··· RECORDED INFORMATION ···
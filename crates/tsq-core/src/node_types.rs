//! Descriptor extraction from tree-sitter `node-types.json` files.
//!
//! Only `type` and `named` are extracted from each element; `fields`,
//! `children` and `subtypes` are left alone. Elements that lack either
//! property, or carry it with the wrong value type, are dropped without
//! failing the whole file.

use rowan::{TextRange, TextSize};
use serde::Serialize;

use crate::json::{self, JsonError, JsonKind, JsonNode};

/// A value together with the byte span of the property it came from.
#[derive(Debug, Clone, PartialEq, Eq, Serialize)]
pub struct Annotated<T> {
    pub value: T,
    pub offset: usize,
    pub length: usize,
}

impl<T> Annotated<T> {
    pub fn range(&self) -> TextRange {
        span(self.offset, self.length)
    }
}

/// One element of a node-types array.
///
/// `offset`/`length` span the whole element object. The spans of `ty` and
/// `named` cover the complete `"key": value` property.
#[derive(Debug, Clone, PartialEq, Eq, Serialize)]
pub struct AnnotatedNode {
    #[serde(rename = "type")]
    pub ty: Annotated<String>,
    pub named: Annotated<bool>,
    pub offset: usize,
    pub length: usize,
}

impl AnnotatedNode {
    pub fn range(&self) -> TextRange {
        span(self.offset, self.length)
    }

    pub fn type_range(&self) -> TextRange {
        self.ty.range()
    }
}

#[derive(Debug, Clone, PartialEq, Eq, thiserror::Error)]
pub enum SchemaError {
    #[error("invalid JSON: {0}")]
    Json(#[from] JsonError),
    #[error("root node must be an array")]
    RootNotArray,
    #[error("root array has no elements")]
    EmptyArray,
}

/// Extracts one descriptor per well-formed element, in source order.
pub fn index_node_types(text: &str) -> Result<Vec<AnnotatedNode>, SchemaError> {
    let root = json::parse_tree(text)?;
    if root.kind != JsonKind::Array {
        return Err(SchemaError::RootNotArray);
    }
    if root.children.is_empty() {
        return Err(SchemaError::EmptyArray);
    }

    let mut nodes = Vec::with_capacity(root.children.len());
    for element in &root.children {
        match annotate(element) {
            Some(node) => nodes.push(node),
            None => tracing::trace!(offset = element.offset, "dropping malformed node-types element"),
        }
    }
    Ok(nodes)
}

fn annotate(element: &JsonNode) -> Option<AnnotatedNode> {
    let type_prop = element.property("type")?;
    let named_prop = element.property("named")?;
    let ty = type_prop.value_node()?.as_str()?;
    let named = named_prop.value_node()?.as_bool()?;

    Some(AnnotatedNode {
        ty: Annotated {
            value: ty.to_owned(),
            offset: type_prop.offset,
            length: type_prop.length,
        },
        named: Annotated {
            value: named,
            offset: named_prop.offset,
            length: named_prop.length,
        },
        offset: element.offset,
        length: element.length,
    })
}

fn span(offset: usize, length: usize) -> TextRange {
    TextRange::at(TextSize::from(offset as u32), TextSize::from(length as u32))
}
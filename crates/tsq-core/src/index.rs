use std::num::NonZeroUsize;
use std::sync::Arc;

use lru::LruCache;

use crate::node_types::{AnnotatedNode, SchemaError, index_node_types};

pub const DEFAULT_CAPACITY: usize = 10;

/// Shared descriptor list, or the structural failure for that text.
///
/// The `Arc` allocation doubles as an identity token: two lookups that hit
/// the same cache entry return pointer-equal arrays.
pub type IndexResult = Result<Arc<[AnnotatedNode]>, SchemaError>;

#[derive(Debug, Clone, Copy, Default, PartialEq, Eq)]
pub struct CacheStats {
    pub hits: usize,
    pub misses: usize,
}

/// Schema index keyed by exact document text.
///
/// An edited document is a different key, so entries are never invalidated,
/// only evicted in least-recently-used order.
pub struct SchemaIndex {
    cache: LruCache<String, IndexResult>,
    stats: CacheStats,
}

impl Default for SchemaIndex {
    fn default() -> Self {
        Self::new()
    }
}

impl SchemaIndex {
    pub fn new() -> Self {
        Self::with_capacity(DEFAULT_CAPACITY)
    }

    /// Capacity below one is raised to one.
    pub fn with_capacity(capacity: usize) -> Self {
        let capacity = NonZeroUsize::MIN.saturating_add(capacity.saturating_sub(1));
        Self {
            cache: LruCache::new(capacity),
            stats: CacheStats::default(),
        }
    }

    /// Returns the cached result for `text`, computing and inserting it on a miss.
    pub fn get_or_compute(&mut self, text: &str) -> IndexResult {
        if let Some(hit) = self.cache.get(text).cloned() {
            self.stats.hits += 1;
            return hit;
        }

        self.stats.misses += 1;
        let result = index_node_types(text).map(Arc::from);
        if let Err(err) = &result {
            tracing::debug!(%err, "node-types index failed");
        }
        if let Some((evicted, _)) = self.cache.push(text.to_owned(), result.clone()) {
            tracing::trace!(len = evicted.len(), "evicted node-types index entry");
        }
        result
    }

    pub fn contains(&self, text: &str) -> bool {
        self.cache.contains(text)
    }

    pub fn len(&self) -> usize {
        self.cache.len()
    }

    pub fn is_empty(&self) -> bool {
        self.cache.is_empty()
    }

    pub fn capacity(&self) -> usize {
        self.cache.cap().get()
    }

    pub fn stats(&self) -> CacheStats {
        self.stats
    }

    pub fn clear(&mut self) {
        self.cache.clear();
        self.stats = CacheStats::default();
    }
}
···
WHAT IS EXPECTED: The entries above must be returned exactly.

YOUR RESPONSE:
filename crates/tsq-core/src/node_types.rs
//! Descriptor extraction from tree-sitter `node-types.json` files.
//!
//! Only `type` and `named` are extracted from each element; `fields`,
//! `children` and `subtypes` are left alone. Elements that lack either
//! property, or carry it with the wrong value type, are dropped without
//! failing the whole file.

use rowan::{TextRange, TextSize};
use serde::Serialize;

use crate::json::{self, JsonError, JsonKind, JsonNode};

/// A value together with the byte span of the property it came from.
#[derive(Debug, Clone, PartialEq, Eq, Serialize)]
pub struct Annotated<T> {
    pub value: T,
    pub offset: usize,
    pub length: usize,
}

impl<T> Annotated<T> {
    pub fn range(&self) -> TextRange {
        span(self.offset, self.length)
    }
}

/// One element of a node-types array.
///
/// `offset`/`length` span the whole element object. The spans of `ty` and
/// `named` cover the complete `"key": value` property.
#[derive(Debug, Clone, PartialEq, Eq, Serialize)]
pub struct AnnotatedNode {
    #[serde(rename = "type")]
    pub ty: Annotated<String>,
    pub named: Annotated<bool>,
    pub offset: usize,
    pub length: usize,
}

impl AnnotatedNode {
    pub fn range(&self) -> TextRange {
        span(self.offset, self.length)
    }

    pub fn type_range(&self) -> TextRange {
        self.ty.range()
    }
}

#[derive(Debug, Clone, PartialEq, Eq, thiserror::Error)]
pub enum SchemaError {
    #[error("invalid JSON: {0}")]
    Json(#[from] JsonError),
    #[error("root node must be an array")]
    RootNotArray,
    #[error("root array has no elements")]
    EmptyArray,
}

/// Extracts one descriptor per well-formed element, in source order.
pub fn index_node_types(text: &str) -> Result<Vec<AnnotatedNode>, SchemaError> {
    let root = json::parse_tree(text)?;
    if root.kind != JsonKind::Array {
        return Err(SchemaError::RootNotArray);
    }
    if root.children.is_empty() {
        return Err(SchemaError::EmptyArray);
    }

    let mut nodes = Vec::with_capacity(root.children.len());
    for element in &root.children {
        match annotate(element) {
            Some(node) => nodes.push(node),
            None => tracing::trace!(offset = element.offset, "dropping malformed node-types element"),
        }
    }
    Ok(nodes)
}

fn annotate(element: &JsonNode) -> Option<AnnotatedNode> {
    let type_prop = element.property("type")?;
    let named_prop = element.property("named")?;
    let ty = type_prop.value_node()?.as_str()?;
    let named = named_prop.value_node()?.as_bool()?;

    Some(AnnotatedNode {
        ty: Annotated {
            value: ty.to_owned(),
            offset: type_prop.offset,
            length: type_prop.length,
        },
        named: Annotated {
            value: named,
            offset: named_prop.offset,
            length: named_prop.length,
        },
        offset: element.offset,
        length: element.length,
    })
}

fn span(offset: usize, length: usize) -> TextRange {
    TextRange::at(TextSize::from(offset as u32), TextSize::from(length as u32))
}
filename crates/tsq-core/src/index.rs
use std::num::NonZeroUsize;
use std::sync::Arc;

use lru::LruCache;

use crate::node_types::{AnnotatedNode, SchemaError, index_node_types};

pub const DEFAULT_CAPACITY: usize = 10;

/// Shared descriptor list, or the structural failure for that text.
///
/// The `Arc` allocation doubles as an identity token: two lookups that hit
/// the same cache entry return pointer-equal arrays.
pub type IndexResult = Result<Arc<[AnnotatedNode]>, SchemaError>;

#[derive(Debug, Clone, Copy, Default, PartialEq, Eq)]
pub struct CacheStats {
    pub hits: usize,
    pub misses: usize,
}

/// Schema index keyed by exact document text.
///
/// An edited document is a different key, so entries are never invalidated,
/// only evicted in least-recently-used order.
pub struct SchemaIndex {
    cache: LruCache<String, IndexResult>,
    stats: CacheStats,
}

impl Default for SchemaIndex {
    fn default() -> Self {
        Self::new()
    }
}

impl SchemaIndex {
    pub fn new() -> Self {
        Self::with_capacity(DEFAULT_CAPACITY)
    }

    /// Capacity below one is raised to one.
    pub fn with_capacity(capacity: usize) -> Self {
        let capacity = NonZeroUsize::MIN.saturating_add(capacity.saturating_sub(1));
        Self {
            cache: LruCache::new(capacity),
            stats: CacheStats::default(),
        }
    }

    /// Returns the cached result for `text`, computing and inserting it on a miss.
    pub fn get_or_compute(&mut self, text: &str) -> IndexResult {
        if let Some(hit) = self.cache.get(text).cloned() {
            self.stats.hits += 1;
            return hit;
        }

        self.stats.misses += 1;
        let result = index_node_types(text).map(Arc::from);
        if let Err(err) = &result {
            tracing::debug!(%err, "node-types index failed");
        }
        if let Some((evicted, _)) = self.cache.push(text.to_owned(), result.clone()) {
            tracing::trace!(len = evicted.len(), "evicted node-types index entry");
        }
        result
    }

    pub fn contains(&self, text: &str) -> bool {
        self.cache.contains(text)
    }

    pub fn len(&self) -> usize {
        self.cache.len()
    }

    pub fn is_empty(&self) -> bool {
        self.cache.is_empty()
    }

    pub fn capacity(&self) -> usize {
        self.cache.cap().get()
    }

    pub fn stats(&self) -> CacheStats {
        self.stats
    }

    pub fn clear(&mut self) {
        self.cache.clear();
        self.stats = CacheStats::default();
    }
}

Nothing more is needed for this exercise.